Все это обусловило развитие в литературе тончайше разработанной системы различных форм речи. Вместо трех основных форм, характерных для поэзии (монолог, «отвлеченный» рассказ от третьего лица, элементарный диалог) мы находим здесь необычайное многообразие сложных и смешанных форм. Огромное значение приобретает образ носителя речи — «автора» или «рассказчика». Об этом интересно говорится в книге В. В. Виноградова «О языке художественной литературы» (М., Гослитиздат, 1960, стр. 122 — 157; это, на мой взгляд, лучшие страницы всей книги).
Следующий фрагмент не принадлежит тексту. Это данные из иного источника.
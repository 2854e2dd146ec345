//! # Configuration Management
//!
//! The board serves one platform at one location, so every installation
//! constant is compiled into [`Config::default`]. A `subway-config.toml` next to
//! the binary may override them; a missing or unreadable file is not an error.
//! A file named explicitly with `--config` goes through [`Config::from_path`]
//! instead, which refuses to fall back.
//!
//! API keys never live in the file. They come from the environment via
//! [`Secrets::from_env`], and the process refuses to start without them.

use crate::error::ConfigError;
use chrono_tz::Tz;
use serde::{Deserialize, Serialize};
use std::fs;
use std::path::{Path, PathBuf};
use std::time::Duration;

/// Default configuration file name, looked up in the working directory
pub const CONFIG_FILE: &str = "subway-config.toml";

/// Environment variable carrying the transit feed API key
pub const TRANSIT_KEY_VAR: &str = "MTA_API_KEY";

/// Environment variable carrying the weather service API key
pub const WEATHER_KEY_VAR: &str = "OPENWEATHER_API_KEY";

/// Largest accepted grid side; far beyond any chained matrix panel
pub const MAX_DISPLAY_SIDE: u32 = 4096;

/// Application configuration
///
/// Every section and field falls back to its compiled-in default, so an
/// override file only needs the values it changes.
#[derive(Debug, Clone, Default, Deserialize, Serialize)]
#[serde(default)]
pub struct Config {
    /// Real-time transit feed settings
    pub transit: TransitConfig,
    /// Weather service settings
    pub weather: WeatherConfig,
    /// LED matrix and render cadence
    pub display: DisplayConfig,
    /// Shared HTTP client settings
    pub http: HttpConfig,
}

/// Transit feed and monitored platform
#[derive(Debug, Clone, Deserialize, Serialize)]
#[serde(default)]
pub struct TransitConfig {
    /// GTFS-realtime feed URL (e.g. the A/C/E feed)
    pub endpoint: String,
    /// Stop id of the platform shown on the board (e.g. "A42N")
    pub stop_id: String,
    /// Stop id of the opposite-direction platform at the same station
    pub opposite_stop_id: String,
    /// Seconds between feed polls
    pub refresh_secs: u64,
}

/// Weather service location and cadence
#[derive(Debug, Clone, Deserialize, Serialize)]
#[serde(default)]
pub struct WeatherConfig {
    /// Current-conditions endpoint
    pub endpoint: String,
    pub latitude: f64,
    pub longitude: f64,
    /// Unit system requested from the service ("metric" gives °C)
    pub units: String,
    /// Seconds between weather polls
    pub refresh_secs: u64,
}

/// Matrix geometry and render loop timing
#[derive(Debug, Clone, Deserialize, Serialize)]
#[serde(default)]
pub struct DisplayConfig {
    pub rows: u32,
    pub cols: u32,
    /// Seconds between repaints
    pub render_secs: u64,
    /// Seconds to wait before the first paint so the first fetches can land
    pub grace_secs: u64,
    /// Directory holding `a_train.png` and the condition icons
    pub asset_dir: PathBuf,
    /// IANA zone the countdowns are computed in
    pub time_zone: String,
}

#[derive(Debug, Clone, Deserialize, Serialize)]
#[serde(default)]
pub struct HttpConfig {
    /// Per-request timeout in seconds
    pub timeout_secs: u64,
}

impl Default for TransitConfig {
    fn default() -> Self {
        TransitConfig {
            endpoint: "https://api-endpoint.mta.info/Dataservice/mtagtfsfeeds/nyct%2Fgtfs-ace"
                .to_string(),
            stop_id: "A42N".to_string(),          // Hoyt-Schermerhorn, northbound
            opposite_stop_id: "A42S".to_string(), // Hoyt-Schermerhorn, southbound
            refresh_secs: 60,
        }
    }
}

impl Default for WeatherConfig {
    fn default() -> Self {
        WeatherConfig {
            endpoint: "https://api.openweathermap.org/data/2.5/weather".to_string(),
            latitude: 40.688986,
            longitude: -73.9861586,
            units: "metric".to_string(),
            refresh_secs: 300,
        }
    }
}

impl Default for DisplayConfig {
    fn default() -> Self {
        DisplayConfig {
            rows: 32,
            cols: 64,
            render_secs: 30,
            grace_secs: 2,
            asset_dir: PathBuf::from("./img"),
            time_zone: "America/New_York".to_string(),
        }
    }
}

impl Default for HttpConfig {
    fn default() -> Self {
        HttpConfig { timeout_secs: 20 }
    }
}

impl Config {
    /// Load configuration from subway-config.toml
    /// Falls back to default configuration if file doesn't exist or is invalid
    pub fn load() -> Self {
        Self::load_from_path(CONFIG_FILE)
    }

    /// Load configuration from a file the operator named explicitly.
    ///
    /// Unlike [`Config::load_from_path`] there is no fallback: an unreadable or
    /// malformed file is a [`ConfigError::Invalid`].
    pub fn from_path<P: AsRef<Path>>(path: P) -> Result<Self, ConfigError> {
        let path = path.as_ref();
        let contents = fs::read_to_string(path).map_err(|e| {
            ConfigError::Invalid(format!("cannot read {}: {}", path.display(), e))
        })?;
        let config = toml::from_str::<Config>(&contents)
            .map_err(|e| ConfigError::Invalid(format!("{}: {}", path.display(), e)))?;
        log::info!(
            "Loaded configuration for stop {} from {}",
            config.transit.stop_id,
            path.display()
        );
        Ok(config)
    }

    /// Load configuration from specified path
    /// Falls back to default configuration if file doesn't exist or is invalid
    pub fn load_from_path<P: AsRef<Path>>(path: P) -> Self {
        match fs::read_to_string(&path) {
            Ok(contents) => match toml::from_str::<Config>(&contents) {
                Ok(config) => {
                    log::info!(
                        "Loaded configuration for stop {} from {}",
                        config.transit.stop_id,
                        path.as_ref().display()
                    );
                    config
                }
                Err(e) => {
                    log::warn!("Invalid config file format: {}", e);
                    log::warn!("Using compiled-in configuration");
                    Self::default()
                }
            },
            Err(_) => {
                log::info!("No config file found, using compiled-in configuration");
                Self::default()
            }
        }
    }

    /// Reject values that would stall a loop or produce an empty canvas.
    pub fn validate(&self) -> Result<(), ConfigError> {
        let cadences = [
            ("transit.refresh_secs", self.transit.refresh_secs),
            ("weather.refresh_secs", self.weather.refresh_secs),
            ("display.render_secs", self.display.render_secs),
        ];
        for (name, secs) in cadences {
            if secs == 0 {
                return Err(ConfigError::Invalid(format!("{name} must be at least 1")));
            }
        }
        let sides = 1..=MAX_DISPLAY_SIDE;
        if !sides.contains(&self.display.rows) || !sides.contains(&self.display.cols) {
            return Err(ConfigError::Invalid(format!(
                "display must be between 1x1 and {MAX_DISPLAY_SIDE}x{MAX_DISPLAY_SIDE}, got {}x{}",
                self.display.cols, self.display.rows
            )));
        }
        self.time_zone()?;
        Ok(())
    }

    /// Parsed target time zone.
    pub fn time_zone(&self) -> Result<Tz, ConfigError> {
        self.display
            .time_zone
            .parse::<Tz>()
            .map_err(|_| ConfigError::Invalid(format!("unknown time zone {}", self.display.time_zone)))
    }

    pub fn transit_cadence(&self) -> Duration {
        Duration::from_secs(self.transit.refresh_secs)
    }

    pub fn weather_cadence(&self) -> Duration {
        Duration::from_secs(self.weather.refresh_secs)
    }

    pub fn render_cadence(&self) -> Duration {
        Duration::from_secs(self.display.render_secs)
    }

    pub fn render_grace(&self) -> Duration {
        Duration::from_secs(self.display.grace_secs)
    }

    pub fn http_timeout(&self) -> Duration {
        Duration::from_secs(self.http.timeout_secs)
    }
}

/// API keys for the two upstream services.
#[derive(Clone)]
pub struct Secrets {
    pub transit_api_key: String,
    pub weather_api_key: String,
}

impl std::fmt::Debug for Secrets {
    fn fmt(&self, f: &mut std::fmt::Formatter<'_>) -> std::fmt::Result {
        f.debug_struct("Secrets")
            .field("transit_api_key", &"<redacted>")
            .field("weather_api_key", &"<redacted>")
            .finish()
    }
}

impl Secrets {
    /// Read both keys from the process environment.
    pub fn from_env() -> Result<Self, ConfigError> {
        Self::from_lookup(|name| std::env::var(name).ok())
    }

    /// Read both keys through `lookup`; unset and empty values are both missing.
    pub fn from_lookup<F>(lookup: F) -> Result<Self, ConfigError>
    where
        F: Fn(&str) -> Option<String>,
    {
        let require = |name: &'static str| {
            lookup(name)
                .filter(|value| !value.trim().is_empty())
                .ok_or(ConfigError::MissingSecret(name))
        };
        Ok(Secrets {
            transit_api_key: require(TRANSIT_KEY_VAR)?,
            weather_api_key: require(WEATHER_KEY_VAR)?,
        })
    }
}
Анализируя, например, сложнейшую проблему образа рассказчика, В. В. Виноградов пишет: «Рассказчик — речевое порождение писателя, и образ рассказчика (который выдает себя за «автора») — это форма литературного артистизма писателя. Образ автора усматривается в нем как образ актера в творимом им сценическом образе... «Рассказчик», поставленный на далекое речевое расстояние от автора, объективизируя себя, тем самым печать своей субъективности накладывает на речь персонажей, ее нивелируя. В силу этого образ рассказчика колеблется, иногда расширяясь до пределов «образа писателя», «автора». Соотношение между образом рассказчика и образом «автора» динамично... Динамика форм этого соотношения меняет непрестанно функции основных словесных сфер... Лики рассказчика и автора покрывают (вернее, перекрывают) и сменяют один другого, вступая в разные отношения с образами персонажей» (указ, изд., стр. 122 — 123).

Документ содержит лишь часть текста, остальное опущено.